═════ SOURCE MATERIAL ═════
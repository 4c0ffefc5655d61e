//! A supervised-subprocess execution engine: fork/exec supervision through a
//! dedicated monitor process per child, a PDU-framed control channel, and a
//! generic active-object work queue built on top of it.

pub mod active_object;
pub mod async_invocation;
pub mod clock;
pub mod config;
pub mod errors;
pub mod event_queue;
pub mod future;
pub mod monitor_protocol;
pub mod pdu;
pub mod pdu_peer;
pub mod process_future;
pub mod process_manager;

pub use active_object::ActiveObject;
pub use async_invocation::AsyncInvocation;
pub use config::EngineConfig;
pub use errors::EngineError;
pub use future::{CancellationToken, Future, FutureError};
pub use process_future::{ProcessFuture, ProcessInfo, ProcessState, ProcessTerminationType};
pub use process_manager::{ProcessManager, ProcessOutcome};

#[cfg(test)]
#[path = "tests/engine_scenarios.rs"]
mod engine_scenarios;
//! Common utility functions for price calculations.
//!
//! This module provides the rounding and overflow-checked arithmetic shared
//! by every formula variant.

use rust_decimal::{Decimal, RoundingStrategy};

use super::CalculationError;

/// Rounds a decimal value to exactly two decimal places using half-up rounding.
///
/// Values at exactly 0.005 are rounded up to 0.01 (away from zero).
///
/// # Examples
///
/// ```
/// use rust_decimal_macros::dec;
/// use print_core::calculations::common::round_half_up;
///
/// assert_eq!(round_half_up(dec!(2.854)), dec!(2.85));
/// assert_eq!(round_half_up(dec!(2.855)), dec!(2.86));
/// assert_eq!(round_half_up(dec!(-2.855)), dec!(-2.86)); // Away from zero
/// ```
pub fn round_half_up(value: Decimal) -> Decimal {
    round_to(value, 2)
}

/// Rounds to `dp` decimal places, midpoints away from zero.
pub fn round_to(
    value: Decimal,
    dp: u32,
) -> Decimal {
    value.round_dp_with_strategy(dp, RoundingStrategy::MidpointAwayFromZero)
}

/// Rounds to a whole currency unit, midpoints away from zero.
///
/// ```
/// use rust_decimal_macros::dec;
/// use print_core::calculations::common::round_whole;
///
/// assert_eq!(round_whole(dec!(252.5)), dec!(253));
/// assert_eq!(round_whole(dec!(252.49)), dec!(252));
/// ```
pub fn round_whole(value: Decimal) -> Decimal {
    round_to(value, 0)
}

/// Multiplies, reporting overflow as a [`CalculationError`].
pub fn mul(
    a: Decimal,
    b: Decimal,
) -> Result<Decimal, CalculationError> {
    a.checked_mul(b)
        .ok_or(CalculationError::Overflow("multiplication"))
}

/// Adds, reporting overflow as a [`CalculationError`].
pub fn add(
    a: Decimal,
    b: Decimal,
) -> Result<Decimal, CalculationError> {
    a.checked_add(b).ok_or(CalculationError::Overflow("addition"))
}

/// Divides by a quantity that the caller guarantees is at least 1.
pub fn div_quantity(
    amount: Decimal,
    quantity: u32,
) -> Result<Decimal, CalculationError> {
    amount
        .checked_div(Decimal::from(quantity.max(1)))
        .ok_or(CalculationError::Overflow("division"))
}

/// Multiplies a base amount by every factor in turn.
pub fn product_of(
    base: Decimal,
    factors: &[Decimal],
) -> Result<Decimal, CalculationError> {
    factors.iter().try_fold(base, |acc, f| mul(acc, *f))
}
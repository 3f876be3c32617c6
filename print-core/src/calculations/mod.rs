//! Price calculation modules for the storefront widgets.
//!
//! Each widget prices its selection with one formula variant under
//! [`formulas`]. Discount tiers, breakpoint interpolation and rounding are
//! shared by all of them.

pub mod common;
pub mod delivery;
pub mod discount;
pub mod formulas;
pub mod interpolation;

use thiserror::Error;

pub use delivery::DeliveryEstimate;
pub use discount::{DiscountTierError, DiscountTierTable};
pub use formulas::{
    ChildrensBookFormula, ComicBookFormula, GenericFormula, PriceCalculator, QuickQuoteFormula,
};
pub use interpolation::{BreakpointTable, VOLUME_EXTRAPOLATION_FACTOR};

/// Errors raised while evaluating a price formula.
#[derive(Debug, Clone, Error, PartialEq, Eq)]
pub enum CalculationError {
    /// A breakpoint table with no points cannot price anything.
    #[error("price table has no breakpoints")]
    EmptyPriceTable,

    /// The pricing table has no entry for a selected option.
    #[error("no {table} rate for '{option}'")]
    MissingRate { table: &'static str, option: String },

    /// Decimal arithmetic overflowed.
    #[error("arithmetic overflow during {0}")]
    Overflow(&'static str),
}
═════
# EXERCISE PROMPT
Among the entries above, find every line holding "CalculationError" and copy it.

# ANSWER BELOW
use super::CalculationError;
/// Multiplies, reporting overflow as a [`CalculationError`].
) -> Result<Decimal, CalculationError> {
        .ok_or(CalculationError::Overflow("multiplication"))
/// Adds, reporting overflow as a [`CalculationError`].
) -> Result<Decimal, CalculationError> {
    a.checked_add(b).ok_or(CalculationError::Overflow("addition"))
) -> Result<Decimal, CalculationError> {
        .ok_or(CalculationError::Overflow("division"))
) -> Result<Decimal, CalculationError> {
pub enum CalculationError {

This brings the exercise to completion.